Fish Contaminant Goals and Advisory Tissue Levels for Evaluating Methylmercury, Chlordane, DDTs, Dieldrin, PCBs, Selenium, and Toxaphene in California Sport Fish

This report describes the process of developing Fish Contaminant Goals and Advisory Tissue Levels for evaluating methylmercury, chlordane, DDTs, dieldrin, PCBs, selenium, and toxaphene, common contaminants in California sport fish. Fish provide unique nutritional benefits while also serving as a significant exposure pathway for several chemicals of concern. Fish Contaminant Goals (FCGs) are estimates of contaminant levels in fish that pose no significant health risk to individuals consuming sport fish at a standard consumption rate of eight ounces per week (32 g/day), prior to cooking, over a lifetime and can provide a starting point for OEHHA to assist other agencies that wish to develop fish tissue-based criteria with a goal toward pollution mitigation or elimination.
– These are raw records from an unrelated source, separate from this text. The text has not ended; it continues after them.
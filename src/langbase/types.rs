use serde::{Deserialize, Serialize};

/// Message in a Langbase conversation
#[derive(Debug, Clone, PartialEq, Serialize, Deserialize)]
pub struct Message {
    pub role: MessageRole,
    pub content: String,
}

/// Message role
#[derive(Debug, Clone, Copy, PartialEq, Eq, Serialize, Deserialize)]
#[serde(rename_all = "lowercase")]
pub enum MessageRole {
    System,
    User,
    Assistant,
}

/// Request to run a Langbase pipe
#[derive(Debug, Clone, Serialize)]
pub struct PipeRequest {
    /// Pipe name (required by Langbase API)
    pub name: String,
    pub messages: Vec<Message>,
    /// Always false: each step needs the complete structured payload.
    pub stream: bool,
}

/// Response from a Langbase pipe
#[derive(Debug, Clone, Deserialize)]
pub struct PipeResponse {
    pub success: bool,
    pub completion: String,
    #[serde(rename = "threadId")]
    pub thread_id: Option<String>,
    pub raw: Option<RawResponse>,
}

/// Raw model response details
#[derive(Debug, Clone, Deserialize)]
pub struct RawResponse {
    pub model: Option<String>,
    pub usage: Option<Usage>,
}

/// Token usage information
#[derive(Debug, Clone, Deserialize)]
pub struct Usage {
    pub prompt_tokens: Option<u32>,
    pub completion_tokens: Option<u32>,
    pub total_tokens: Option<u32>,
}

impl Message {
    /// Create a system message
    pub fn system(content: impl Into<String>) -> Self {
        Self {
            role: MessageRole::System,
            content: content.into(),
        }
    }

    /// Create a user message
    pub fn user(content: impl Into<String>) -> Self {
        Self {
            role: MessageRole::User,
            content: content.into(),
        }
    }
}

impl PipeRequest {
    /// Create a new pipe request with name and messages
    pub fn new(name: impl Into<String>, messages: Vec<Message>) -> Self {
        Self {
            name: name.into(),
            messages,
            stream: false,
        }
    }
}

impl PipeResponse {
    /// Total tokens reported by the provider, if any.
    pub fn total_tokens(&self) -> Option<u32> {
        self.raw
            .as_ref()
            .and_then(|raw| raw.usage.as_ref())
            .and_then(|usage| usage.total_tokens)
    }
}

/// Request to create (or upsert) a Langbase pipe
#[derive(Debug, Clone, Serialize)]
pub struct CreatePipeRequest {
    pub name: String,
    #[serde(skip_serializing_if = "Option::is_none")]
    pub description: Option<String>,
    #[serde(skip_serializing_if = "Option::is_none")]
    pub model: Option<String>,
    #[serde(skip_serializing_if = "Option::is_none")]
    pub upsert: Option<bool>,
    #[serde(skip_serializing_if = "Option::is_none")]
    pub json: Option<bool>,
    #[serde(skip_serializing_if = "Option::is_none")]
    pub temperature: Option<f64>,
    #[serde(skip_serializing_if = "Option::is_none")]
    pub max_tokens: Option<u32>,
    #[serde(skip_serializing_if = "Option::is_none")]
    pub messages: Option<Vec<Message>>,
}

/// Response from creating a pipe
#[derive(Debug, Clone, Deserialize)]
pub struct CreatePipeResponse {
    pub name: String,
    pub description: Option<String>,
    pub status: String,
    pub owner_login: String,
    pub url: String,
    #[serde(rename = "type")]
    pub pipe_type: String,
}

impl CreatePipeRequest {
    /// Create a new pipe request with just a name
    pub fn new(name: impl Into<String>) -> Self {
        Self {
            name: name.into(),
            description: None,
            model: None,
            upsert: None,
            json: None,
            temperature: None,
            max_tokens: None,
            messages: None,
        }
    }

    /// Set description
    pub fn with_description(mut self, description: impl Into<String>) -> Self {
        self.description = Some(description.into());
        self
    }

    /// Set model (e.g., "openai:gpt-4.1-mini")
    pub fn with_model(mut self, model: impl Into<String>) -> Self {
        self.model = Some(model.into());
        self
    }

    /// Enable upsert (update if exists)
    pub fn with_upsert(mut self, upsert: bool) -> Self {
        self.upsert = Some(upsert);
        self
    }

    /// Enable JSON output mode
    pub fn with_json_output(mut self, json: bool) -> Self {
        self.json = Some(json);
        self
    }

    /// Set temperature
    pub fn with_temperature(mut self, temperature: f64) -> Self {
        self.temperature = Some(temperature);
        self
    }

    /// Set max tokens
    pub fn with_max_tokens(mut self, max_tokens: u32) -> Self {
        self.max_tokens = Some(max_tokens);
        self
    }

    /// Set system/user messages
    pub fn with_messages(mut self, messages: Vec<Message>) -> Self {
        self.messages = Some(messages);
        self
    }
}
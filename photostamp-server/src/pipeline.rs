use std::collections::HashSet;
use std::sync::Arc;

use serde::Serialize;
use tokio::task::JoinSet;

use crate::error::StampError;
use crate::metadata::{self, DATE_UNKNOWN};
use crate::resolver::PlaceResolver;
use crate::stamp::{self, ExifOrientation, StampedImage};

/// Per-task lifecycle. `Ready` and `Error` are terminal.
#[derive(Debug, Clone, Copy, PartialEq, Eq, Serialize)]
#[serde(rename_all = "snake_case")]
pub enum TaskStatus {
    Idle,
    Reading,
    Geocoding,
    Drawing,
    Ready,
    Error,
}

impl TaskStatus {
    pub fn is_terminal(self) -> bool {
        matches!(self, Self::Ready | Self::Error)
    }
}

/// Events produced by the orchestrator as stages complete.
#[derive(Debug, Clone, Copy, PartialEq, Eq)]
pub enum TaskEvent {
    Start,
    MetadataRead,
    LocationResolved,
    Stamped,
    Failed,
}

/// Pure state-transition function. Terminal states absorb every event;
/// an event that does not apply to the current state leaves it unchanged.
pub fn advance(status: TaskStatus, event: TaskEvent) -> TaskStatus {
    if status.is_terminal() {
        return status;
    }
    match (status, event) {
        (_, TaskEvent::Failed) => TaskStatus::Error,
        (TaskStatus::Idle, TaskEvent::Start) => TaskStatus::Reading,
        (TaskStatus::Reading, TaskEvent::MetadataRead) => TaskStatus::Geocoding,
        (TaskStatus::Geocoding, TaskEvent::LocationResolved) => TaskStatus::Drawing,
        (TaskStatus::Drawing, TaskEvent::Stamped) => TaskStatus::Ready,
        (status, _) => status,
    }
}

/// One submitted photo and everything its pipeline run produces. Mutated
/// only by the run driving it.
#[derive(Debug)]
pub struct PhotoTask {
    pub filename: String,
    pub bytes: Vec<u8>,
    pub status: TaskStatus,
    pub error_message: Option<String>,
    pub result: Option<StampedImage>,
    pub suggested_filename: Option<String>,
}

impl PhotoTask {
    pub fn new(filename: String, bytes: Vec<u8>) -> Self {
        Self {
            filename,
            bytes,
            status: TaskStatus::Idle,
            error_message: None,
            result: None,
            suggested_filename: None,
        }
    }
}

/// Lowercase filesystem-safe token from the resolved place plus the
/// formatted date: `tokyo_tower_2024-01-15.jpg` style.
pub fn suggest_filename(location: &str, date: &str) -> String {
    let token: String = location
        .chars()
        .map(|c| {
            if c.is_ascii_alphanumeric() {
                c.to_ascii_lowercase()
            } else {
                '_'
            }
        })
        .collect();
    format!("{}_{}.jpg", token, date.replace('/', "-"))
}

/// Drives each photo through extract -> resolve -> stamp, one independent
/// run per task.
pub struct PhotoPipeline {
    resolver: Arc<PlaceResolver>,
}

impl PhotoPipeline {
    pub fn new(resolver: Arc<PlaceResolver>) -> Self {
        Self { resolver }
    }

    /// Run one task to a terminal state. A failure terminates only this
    /// task; the error message lands verbatim on the task record.
    pub async fn run(&self, task: &mut PhotoTask) {
        task.status = advance(task.status, TaskEvent::Start);
        if let Err(e) = self.run_stages(task).await {
            tracing::warn!(file = %task.filename, error = %e, "photo task failed");
            task.error_message = Some(e.to_string());
            task.status = advance(task.status, TaskEvent::Failed);
        }
    }

    async fn run_stages(&self, task: &mut PhotoTask) -> Result<(), StampError> {
        let meta = metadata::extract(&task.bytes)?;
        let coordinate = meta.coordinate.ok_or(StampError::CoordinateMissing)?;
        task.status = advance(task.status, TaskEvent::MetadataRead);

        let location = self.resolver.resolve(coordinate).await?;
        task.status = advance(task.status, TaskEvent::LocationResolved);

        let date = meta.capture_date.as_deref().unwrap_or(DATE_UNKNOWN);
        let stamp_text = format!("{location} {date}");
        let stamped = stamp::render(
            &task.bytes,
            ExifOrientation::from_code(meta.orientation),
            &stamp_text,
        )?;
        task.suggested_filename = Some(suggest_filename(&location, date));
        task.result = Some(stamped);
        task.status = advance(task.status, TaskEvent::Stamped);
        tracing::info!(
            file = %task.filename,
            suggested = ?task.suggested_filename,
            "photo task ready"
        );
        Ok(())
    }
}

/// Drop files whose names were already seen, preserving submission order.
pub fn dedup_by_filename(
    seen: &HashSet<String>,
    files: Vec<(String, Vec<u8>)>,
) -> Vec<(String, Vec<u8>)> {
    let mut seen_now = seen.clone();
    files
        .into_iter()
        .filter(|(name, _)| seen_now.insert(name.clone()))
        .collect()
}

/// Run a batch concurrently, one pipeline run per photo; completions
/// arrive in no particular order. A crashed run is logged and dropped so
/// siblings keep going.
pub async fn run_batch(
    pipeline: Arc<PhotoPipeline>,
    files: Vec<(String, Vec<u8>)>,
) -> Vec<PhotoTask> {
    let mut joins = JoinSet::new();
    for (filename, bytes) in files {
        let pipeline = Arc::clone(&pipeline);
        joins.spawn(async move {
            let mut task = PhotoTask::new(filename, bytes);
            pipeline.run(&mut task).await;
            task
        });
    }

    let mut tasks = Vec::new();
    while let Some(joined) = joins.join_next().await {
        match joined {
            Ok(task) => tasks.push(task),
            Err(e) => tracing::error!(error = %e, "photo task join failed"),
        }
    }
    tasks
}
FCGs prevent consumers from being exposed to more than the daily reference dose for non-carcinogens or to a risk level greater than 1xl0-6 for carcinogens (not more than one additional cancer case in a population of 1,000,000 people consuming fish at the given consumption rate over a lifetime). FCGs are based solely on public health considerations without regard to economic considerations, technical feasibility, or the counterbalancing benefits of fish consumption.

Advisory Tissue Levels (ATLs), while still conferring no significant health risk to individuals consuming sport fish in the quantities shown over a lifetime, were developed with the recognition that there are unique health benefits associated with fish consumption and that the advisory process should be expanded beyond a simple risk paradigm in order to best promote the overall health of the fish consumer. ATLs provide a number of recommended fish servings that correspond to the range of contaminant concentrations found in fish and are used to provide consumption advice to prevent consumers from being exposed to more than the average daily reference dose for non-carcinogens or to a risk level greater than 1x10-4 for carcinogens (not more than one additional cancer case in a population of 10,000 people consuming fish at the given consumption rate over a lifetime). ATLs are designed to encourage consumption of fish that can be eaten in quantities likely to provide significant health benefits, while discouraging consumption of fish that, because of contaminant concentrations, should not be eaten or cannot be eaten in amounts recommended for improving overall health (eight ounces total, prior to cooking, per week). ATLs are one of the criteria that will be used by OEHHA for issuing fish consumption guidelines.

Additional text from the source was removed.